I have 2 B# stamp bikes, one has the skinny dropouts the other doesn't 🤷


----------



## vincev (Nov 11, 2021)

I would not ride it until frame is fixed


----------



## Neal405 (Nov 11, 2021)

Are the 2 piece's pressed together then brazed? Does anyone know how far the bottom crank housing reaches into the stays?


----------



## mrg (Nov 11, 2021)

Can't really tell from the pics if it's cracks or incomplete factory welds?, kinda looks like incomplete welds to me.


----------



## GTs58 (Nov 11, 2021)

Those joints are electro-welded. Two pieces fused together with high current but it looks like they didn't get the job done 100%. The stays don't go into the BB shell, the shell has protruding nubs that the stays are welded to.
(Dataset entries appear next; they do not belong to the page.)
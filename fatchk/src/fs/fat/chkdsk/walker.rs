// SPDX-License-Identifier: MIT

//! Iterative pre-order walk over the on-disk directory hierarchy.
//!
//! The engine keeps an explicit stack of resume positions instead of
//! recursing: when a subdirectory record is met, the current position is
//! pushed first (to continue with its siblings later) and the child second,
//! so the child is scanned next. A child whose computed start sector equals
//! the sector currently being scanned is not descended into; such loops are
//! left to the cross-link check.

#[cfg(all(not(feature = "std"), feature = "alloc"))]
use alloc::vec::Vec;

use fatio::prelude::*;
use zerocopy::FromBytes;

use crate::core::errors::*;
use crate::fs::fat::chkdsk::classify;
use crate::fs::fat::constant::*;
use crate::fs::fat::meta::FatMeta;
use crate::fs::fat::table::{self, Link};
use crate::fs::fat::types::{DirEntry, LfnEntry};

/// "Return address" of one 32-byte record on disk. Recomputed at every
/// visit, never cached beyond one record's processing.
#[derive(Debug, Clone, Copy, PartialEq, Eq)]
pub struct RecordLocation {
    /// Cluster holding the record; 0 inside the FAT12/16 static root.
    pub cluster: u32,
    pub sector: u64,
    pub offset: usize,
    pub static_root: bool,
}

impl RecordLocation {
    pub const fn zeroed() -> Self {
        Self {
            cluster: 0,
            sector: 0,
            offset: 0,
            static_root: false,
        }
    }
}

/// One visited short-name record, built fresh per visit and owned by the
/// engine for the duration of one visitor call.
#[derive(Debug, Clone)]
pub struct DirRecord {
    pub entry: DirEntry,
    pub location: RecordLocation,
    /// Start of the containing directory (cluster 0 when that is the root).
    pub parent: RecordLocation,
    /// First long-name continuation record preceding this one, when the
    /// walk was asked to track them.
    pub lfn_start: Option<RecordLocation>,
}

/// What a visitor did to the disk. `DiskChanged` makes the engine discard
/// and reread its sector buffer before continuing.
#[derive(Debug, Clone, Copy, PartialEq, Eq)]
pub enum Visit {
    Clean,
    DiskChanged,
}

pub trait RecordVisitor<IO: BlockIO + ?Sized> {
    fn visit(&mut self, io: &mut IO, meta: &FatMeta, record: &DirRecord) -> FsCheckResult<Visit>;
}

struct Frame {
    pos: RecordLocation,
    /// Start cluster of the directory being scanned; 0 for the root.
    dir_start: u32,
}

/// Pre-order traversal of every directory record on the volume.
///
/// `skip_lfn` suppresses long-name tracking entirely; `include_recovery`
/// lets the walk enter entries carrying the recovery or log extension.
/// Terminates on the first visitor error, the first I/O error, or
/// exhaustion of the tree.
pub fn traverse<IO, V>(
    io: &mut IO,
    meta: &FatMeta,
    visitor: &mut V,
    skip_lfn: bool,
    include_recovery: bool,
) -> FsCheckResult<()>
where
    IO: BlockIO + ?Sized,
    V: RecordVisitor<IO>,
{
    let mut stack: Vec<Frame> = Vec::new();

    if meta.is_fat32() {
        let mut root_cl = meta.root_cluster;
        let mut seen = 0u32;
        loop {
            seen += 1;
            if seen > meta.cluster_count {
                return Err(FsChainError::LoopDetected.into());
            }
            let seed = Frame {
                pos: RecordLocation {
                    cluster: root_cl,
                    sector: meta.cluster_to_sector(root_cl),
                    offset: 0,
                    static_root: false,
                },
                dir_start: 0,
            };
            run_stack(io, meta, &mut stack, seed, visitor, skip_lfn, include_recovery)?;

            match table::read_link(io, meta, root_cl)? {
                Link::Next(next) => root_cl = next,
                Link::EndOfChain => break,
                Link::Bad => return Err(FsChainError::Defective(root_cl).into()),
                Link::Free | Link::Invalid(_) => return Err(FsCheckError::InvalidCluster),
            }
        }
    } else {
        let seed = Frame {
            pos: RecordLocation {
                cluster: 0,
                sector: meta.root_start_sector(),
                offset: 0,
                static_root: true,
            },
            dir_start: 0,
        };
        run_stack(io, meta, &mut stack, seed, visitor, skip_lfn, include_recovery)?;
    }

    Ok(())
}

fn run_stack<IO, V>(
    io: &mut IO,
    meta: &FatMeta,
    stack: &mut Vec<Frame>,
    seed: Frame,
    visitor: &mut V,
    skip_lfn: bool,
    include_recovery: bool,
) -> FsCheckResult<()>
where
    IO: BlockIO + ?Sized,
    V: RecordVisitor<IO>,
{
    stack.push(seed);
    while let Some(frame) = stack.pop() {
        scan_directory(io, meta, stack, frame, visitor, skip_lfn, include_recovery)?;
    }
    Ok(())
}

/// Location handed to visitors as the containing directory of a record.
fn parent_location(meta: &FatMeta, dir_start: u32) -> RecordLocation {
    if dir_start == 0 {
        if meta.is_fat32() {
            RecordLocation::zeroed()
        } else {
            RecordLocation {
                cluster: 0,
                sector: meta.root_start_sector(),
                offset: 0,
                static_root: true,
            }
        }
    } else {
        RecordLocation {
            cluster: dir_start,
            sector: meta.cluster_to_sector(dir_start),
            offset: 0,
            static_root: false,
        }
    }
}

/// Scans one directory from `frame.pos` until its data ends or a child
/// descent is scheduled on the stack.
fn scan_directory<IO, V>(
    io: &mut IO,
    meta: &FatMeta,
    stack: &mut Vec<Frame>,
    frame: Frame,
    visitor: &mut V,
    skip_lfn: bool,
    include_recovery: bool,
) -> FsCheckResult<()>
where
    IO: BlockIO + ?Sized,
    V: RecordVisitor<IO>,
{
    let bps = meta.bytes_per_sector as usize;
    let spc = meta.sectors_per_cluster as u64;

    let mut cluster = frame.pos.cluster;
    let mut sector = frame.pos.sector;
    let mut offset = frame.pos.offset;
    let mut lfn_start: Option<RecordLocation> = None;
    let mut followed = 0u32;

    let mut buf = vec![0u8; bps];
    let parent = parent_location(meta, frame.dir_start);

    loop {
        let end_sector = if frame.pos.static_root {
            meta.first_data_sector()
        } else {
            meta.cluster_to_sector(cluster) + spc
        };

        while sector < end_sector {
            io.read_at(meta.sector_offset(sector), &mut buf)?;

            let mut i = offset;
            while i + DIR_ENTRY_SIZE <= bps {
                let first = buf[i];
                if first == FAT_ENTRY_END_OF_DIR {
                    return Ok(());
                }
                if first == FAT_ENTRY_DELETED {
                    // An open long-name run whose owner got deleted is
                    // orphaned; forget it.
                    lfn_start = None;
                    i += DIR_ENTRY_SIZE;
                    continue;
                }

                let entry = DirEntry::read_from_bytes(&buf[i..i + DIR_ENTRY_SIZE])
                    .map_err(|_| FsCheckError::Invalid("short directory record"))?;

                if entry.is_lfn() {
                    if !skip_lfn && lfn_start.is_none() {
                        lfn_start = Some(RecordLocation {
                            cluster,
                            sector,
                            offset: i,
                            static_root: frame.pos.static_root,
                        });
                    }
                    i += DIR_ENTRY_SIZE;
                    continue;
                }
                if entry.is_dot() || entry.is_dotdot() || entry.is_volume_label() {
                    lfn_start = None;
                    i += DIR_ENTRY_SIZE;
                    continue;
                }
                if !include_recovery
                    && (entry.extension() == RECOVERY_EXTENSION || entry.extension() == LOG_EXTENSION)
                {
                    lfn_start = None;
                    i += DIR_ENTRY_SIZE;
                    continue;
                }

                let record = DirRecord {
                    entry,
                    location: RecordLocation {
                        cluster,
                        sector,
                        offset: i,
                        static_root: frame.pos.static_root,
                    },
                    parent,
                    lfn_start: lfn_start.take(),
                };

                if visitor.visit(io, meta, &record)? == Visit::DiskChanged {
                    io.read_at(meta.sector_offset(sector), &mut buf)?;
                }

                // The visitor may have deleted the record under us.
                if buf[i] == FAT_ENTRY_DELETED {
                    i += DIR_ENTRY_SIZE;
                    continue;
                }

                if entry.is_dir() {
                    let child = entry.first_cluster(meta.kind);
                    if classify::is_valid_link_target(meta, child) {
                        let child_sector = meta.cluster_to_sector(child);
                        if child_sector != sector {
                            stack.push(Frame {
                                pos: RecordLocation {
                                    cluster,
                                    sector,
                                    offset: i + DIR_ENTRY_SIZE,
                                    static_root: frame.pos.static_root,
                                },
                                dir_start: frame.dir_start,
                            });
                            stack.push(Frame {
                                pos: RecordLocation {
                                    cluster: child,
                                    sector: child_sector,
                                    offset: 0,
                                    static_root: false,
                                },
                                dir_start: child,
                            });
                            return Ok(());
                        }
                        // Child starts in the sector being scanned: a cycle
                        // the cross-link check owns.
                    }
                }

                i += DIR_ENTRY_SIZE;
            }

            sector += 1;
            offset = 0;
        }

        if frame.pos.static_root {
            return Ok(());
        }
        if frame.dir_start == 0 {
            // FAT32 root cluster: the caller advances the root chain.
            return Ok(());
        }

        followed += 1;
        if followed > meta.cluster_count {
            return Err(FsChainError::LoopDetected.into());
        }

        match table::read_link(io, meta, cluster)? {
            Link::Next(next) => {
                // A continuation whose own slot is already free is a
                // dangling link the normalizer rewrites; stop here.
                if table::read_entry(io, meta, next, 0)? == FAT_FREE_CLUSTER {
                    return Ok(());
                }
                cluster = next;
                sector = meta.cluster_to_sector(next);
                offset = 0;
            }
            _ => return Ok(()),
        }
    }
}

/// What an operation did to one long-name continuation record.
pub enum LfnOp {
    Keep,
    Rewrite,
}

/// Walks the long-name continuation records starting at `start`, applying
/// `op` to each until the owning short-name record is reached. Rewritten
/// records are flushed back sector by sector. Returns whether the disk
/// was changed.
pub fn traverse_lfn_records<IO, F>(
    io: &mut IO,
    meta: &FatMeta,
    start: &RecordLocation,
    mut op: F,
) -> FsCheckResult<bool>
where
    IO: BlockIO + ?Sized,
    F: FnMut(&mut LfnEntry) -> FsCheckResult<LfnOp>,
{
    let bps = meta.bytes_per_sector as usize;
    let spc = meta.sectors_per_cluster as u64;

    let mut cluster = start.cluster;
    let mut sector = start.sector;
    let mut offset = start.offset;
    let mut changed = false;
    let mut followed = 0u32;

    let mut buf = vec![0u8; bps];

    loop {
        let end_sector = if start.static_root {
            meta.first_data_sector()
        } else {
            meta.cluster_to_sector(cluster) + spc
        };

        while sector < end_sector {
            io.read_at(meta.sector_offset(sector), &mut buf)?;
            let mut dirty = false;

            let mut i = offset;
            while i + DIR_ENTRY_SIZE <= bps {
                if buf[i + 11] != 0x0F {
                    // Owning short-name record: done.
                    if dirty {
                        io.write_at(meta.sector_offset(sector), &buf)?;
                    }
                    return Ok(changed);
                }
                let mut lfn = LfnEntry::read_from_bytes(&buf[i..i + DIR_ENTRY_SIZE])
                    .map_err(|_| FsCheckError::Invalid("long-name record"))?;
                if matches!(op(&mut lfn)?, LfnOp::Rewrite) {
                    use zerocopy::IntoBytes;
                    buf[i..i + DIR_ENTRY_SIZE].copy_from_slice(lfn.as_bytes());
                    dirty = true;
                    changed = true;
                }
                i += DIR_ENTRY_SIZE;
            }

            if dirty {
                io.write_at(meta.sector_offset(sector), &buf)?;
            }
            sector += 1;
            offset = 0;
        }

        if start.static_root {
            return Ok(changed);
        }

        followed += 1;
        if followed > meta.cluster_count {
            return Err(FsChainError::LoopDetected.into());
        }

        match table::read_link(io, meta, cluster)? {
            Link::Next(next) => {
                cluster = next;
                sector = meta.cluster_to_sector(next);
                offset = 0;
            }
            _ => return Ok(changed),
        }
    }
}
The first post war frames were pretty ugly at those joints but yours is one of the worst I've seen. Depending on what your plan is for that piece, it might be a good idea to get it welded up.


----------



## 49autocycledeluxe (Nov 11, 2021)

it has been my experience that an item that is going to fail from a factory flaw will do so long before 75 years have passed.


----------



## ozzie (Nov 11, 2021)

If you are really concerned have someone weld it, but to do it effectively it you would probably have to take the area back to clean metal.


----------



## GTs58 (Nov 11, 2021)

49autocycledeluxe said:


> it has been my experience that an item that is going to fail from a factory flaw will do so long before 75 years have passed.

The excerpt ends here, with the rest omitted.